(Recorded data)
────────

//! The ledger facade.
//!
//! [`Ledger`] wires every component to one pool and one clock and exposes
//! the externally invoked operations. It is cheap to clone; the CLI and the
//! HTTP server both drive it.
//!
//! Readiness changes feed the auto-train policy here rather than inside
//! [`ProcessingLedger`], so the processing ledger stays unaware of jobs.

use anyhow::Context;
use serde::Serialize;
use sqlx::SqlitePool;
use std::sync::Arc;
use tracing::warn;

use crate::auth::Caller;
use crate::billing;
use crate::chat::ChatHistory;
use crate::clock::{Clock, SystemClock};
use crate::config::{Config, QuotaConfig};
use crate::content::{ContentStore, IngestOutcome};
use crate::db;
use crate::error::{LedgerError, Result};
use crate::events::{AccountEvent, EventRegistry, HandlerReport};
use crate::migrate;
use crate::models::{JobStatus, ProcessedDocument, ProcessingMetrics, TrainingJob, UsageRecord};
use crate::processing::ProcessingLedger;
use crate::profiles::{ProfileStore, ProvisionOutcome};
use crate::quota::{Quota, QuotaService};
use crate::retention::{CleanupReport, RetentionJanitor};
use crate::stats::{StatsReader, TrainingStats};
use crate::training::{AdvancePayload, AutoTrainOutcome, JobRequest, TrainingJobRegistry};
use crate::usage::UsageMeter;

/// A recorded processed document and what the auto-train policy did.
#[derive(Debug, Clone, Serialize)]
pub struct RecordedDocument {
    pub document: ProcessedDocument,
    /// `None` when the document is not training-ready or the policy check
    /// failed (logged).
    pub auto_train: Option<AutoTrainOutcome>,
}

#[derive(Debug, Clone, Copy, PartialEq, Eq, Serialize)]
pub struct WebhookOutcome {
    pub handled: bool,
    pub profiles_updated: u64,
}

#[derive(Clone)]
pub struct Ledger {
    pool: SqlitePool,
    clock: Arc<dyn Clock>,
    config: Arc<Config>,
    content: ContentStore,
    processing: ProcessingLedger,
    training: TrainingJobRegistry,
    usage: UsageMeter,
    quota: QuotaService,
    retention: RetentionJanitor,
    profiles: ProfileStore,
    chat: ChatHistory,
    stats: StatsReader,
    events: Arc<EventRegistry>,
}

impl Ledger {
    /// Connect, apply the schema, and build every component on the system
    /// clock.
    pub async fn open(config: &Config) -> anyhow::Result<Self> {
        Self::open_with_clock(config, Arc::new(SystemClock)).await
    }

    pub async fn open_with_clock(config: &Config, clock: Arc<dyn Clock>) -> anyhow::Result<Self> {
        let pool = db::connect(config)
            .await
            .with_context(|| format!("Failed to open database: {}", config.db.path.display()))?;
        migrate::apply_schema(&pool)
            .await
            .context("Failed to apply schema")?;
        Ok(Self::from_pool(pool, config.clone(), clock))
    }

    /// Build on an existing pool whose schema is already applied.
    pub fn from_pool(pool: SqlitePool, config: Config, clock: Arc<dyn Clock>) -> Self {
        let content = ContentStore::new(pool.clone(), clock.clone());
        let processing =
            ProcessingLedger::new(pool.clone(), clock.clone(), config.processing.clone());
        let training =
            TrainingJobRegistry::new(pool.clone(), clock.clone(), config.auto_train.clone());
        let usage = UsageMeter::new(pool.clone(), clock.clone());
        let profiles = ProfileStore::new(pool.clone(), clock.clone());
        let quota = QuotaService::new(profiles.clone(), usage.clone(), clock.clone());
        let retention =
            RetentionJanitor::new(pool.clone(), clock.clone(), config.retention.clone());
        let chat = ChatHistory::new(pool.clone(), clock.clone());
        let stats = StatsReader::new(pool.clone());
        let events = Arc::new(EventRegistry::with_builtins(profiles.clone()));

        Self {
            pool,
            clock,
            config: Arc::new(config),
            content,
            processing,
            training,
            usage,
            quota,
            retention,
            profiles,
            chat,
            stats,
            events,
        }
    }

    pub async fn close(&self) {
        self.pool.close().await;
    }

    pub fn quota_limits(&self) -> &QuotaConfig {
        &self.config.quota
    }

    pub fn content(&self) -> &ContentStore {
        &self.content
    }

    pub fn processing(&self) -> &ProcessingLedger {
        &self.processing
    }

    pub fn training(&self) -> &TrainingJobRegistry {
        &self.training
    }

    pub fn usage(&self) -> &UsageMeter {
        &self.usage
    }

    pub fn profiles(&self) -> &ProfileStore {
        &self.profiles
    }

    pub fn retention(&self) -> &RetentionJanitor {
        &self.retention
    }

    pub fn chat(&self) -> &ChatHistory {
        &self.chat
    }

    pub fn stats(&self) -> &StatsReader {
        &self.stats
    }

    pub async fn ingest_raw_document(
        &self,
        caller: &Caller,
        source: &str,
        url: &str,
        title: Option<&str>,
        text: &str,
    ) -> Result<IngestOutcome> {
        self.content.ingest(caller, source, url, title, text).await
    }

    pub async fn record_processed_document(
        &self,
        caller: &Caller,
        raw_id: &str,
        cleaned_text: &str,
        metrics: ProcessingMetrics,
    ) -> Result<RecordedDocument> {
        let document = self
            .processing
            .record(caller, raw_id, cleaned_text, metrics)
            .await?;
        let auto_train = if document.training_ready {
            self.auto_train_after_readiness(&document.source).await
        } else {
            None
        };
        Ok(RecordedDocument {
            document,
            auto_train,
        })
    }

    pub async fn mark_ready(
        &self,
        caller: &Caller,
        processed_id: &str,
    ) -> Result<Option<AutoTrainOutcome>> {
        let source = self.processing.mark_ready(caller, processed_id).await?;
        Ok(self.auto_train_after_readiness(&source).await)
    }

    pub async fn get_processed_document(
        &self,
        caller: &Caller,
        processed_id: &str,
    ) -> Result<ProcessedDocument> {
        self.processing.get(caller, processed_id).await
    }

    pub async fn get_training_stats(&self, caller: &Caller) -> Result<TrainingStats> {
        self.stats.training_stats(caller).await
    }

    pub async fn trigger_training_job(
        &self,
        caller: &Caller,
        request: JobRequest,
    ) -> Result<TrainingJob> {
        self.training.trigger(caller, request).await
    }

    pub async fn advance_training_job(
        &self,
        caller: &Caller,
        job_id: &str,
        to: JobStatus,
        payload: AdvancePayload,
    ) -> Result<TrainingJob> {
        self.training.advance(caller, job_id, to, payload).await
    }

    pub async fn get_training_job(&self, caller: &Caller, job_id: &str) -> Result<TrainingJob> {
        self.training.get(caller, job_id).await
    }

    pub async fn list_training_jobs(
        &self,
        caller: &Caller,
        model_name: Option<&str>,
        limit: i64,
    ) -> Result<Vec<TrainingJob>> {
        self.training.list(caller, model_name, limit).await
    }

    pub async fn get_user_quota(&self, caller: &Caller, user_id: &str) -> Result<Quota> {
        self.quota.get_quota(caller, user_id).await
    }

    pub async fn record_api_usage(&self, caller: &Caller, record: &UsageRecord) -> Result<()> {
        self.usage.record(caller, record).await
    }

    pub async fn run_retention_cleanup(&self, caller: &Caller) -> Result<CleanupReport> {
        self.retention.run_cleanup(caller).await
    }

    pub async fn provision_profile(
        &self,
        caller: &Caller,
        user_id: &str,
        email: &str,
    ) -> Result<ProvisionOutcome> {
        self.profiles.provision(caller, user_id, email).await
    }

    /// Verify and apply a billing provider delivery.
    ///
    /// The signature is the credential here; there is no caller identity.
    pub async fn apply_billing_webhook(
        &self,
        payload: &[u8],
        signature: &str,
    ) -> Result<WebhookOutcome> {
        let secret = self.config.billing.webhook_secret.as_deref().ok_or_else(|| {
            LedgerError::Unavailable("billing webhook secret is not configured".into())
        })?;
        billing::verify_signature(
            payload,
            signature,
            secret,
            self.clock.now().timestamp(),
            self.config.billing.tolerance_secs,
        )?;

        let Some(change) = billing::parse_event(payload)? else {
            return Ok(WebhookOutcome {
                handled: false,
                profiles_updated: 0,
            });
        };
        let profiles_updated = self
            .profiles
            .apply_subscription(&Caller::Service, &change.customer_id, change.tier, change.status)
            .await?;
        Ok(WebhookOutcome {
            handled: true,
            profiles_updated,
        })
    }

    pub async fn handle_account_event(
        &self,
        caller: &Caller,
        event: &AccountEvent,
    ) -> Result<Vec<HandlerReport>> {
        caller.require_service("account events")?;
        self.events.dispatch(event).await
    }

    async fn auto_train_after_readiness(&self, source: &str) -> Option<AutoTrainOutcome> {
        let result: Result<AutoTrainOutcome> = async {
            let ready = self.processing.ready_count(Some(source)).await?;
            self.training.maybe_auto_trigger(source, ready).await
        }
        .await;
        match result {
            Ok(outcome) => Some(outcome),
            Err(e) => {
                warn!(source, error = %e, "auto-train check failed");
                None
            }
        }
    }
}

────────

TO DO:
For the entries above, please state how many lines contain the string "events"; give the number and nothing else.

ANSWER SECTION:
6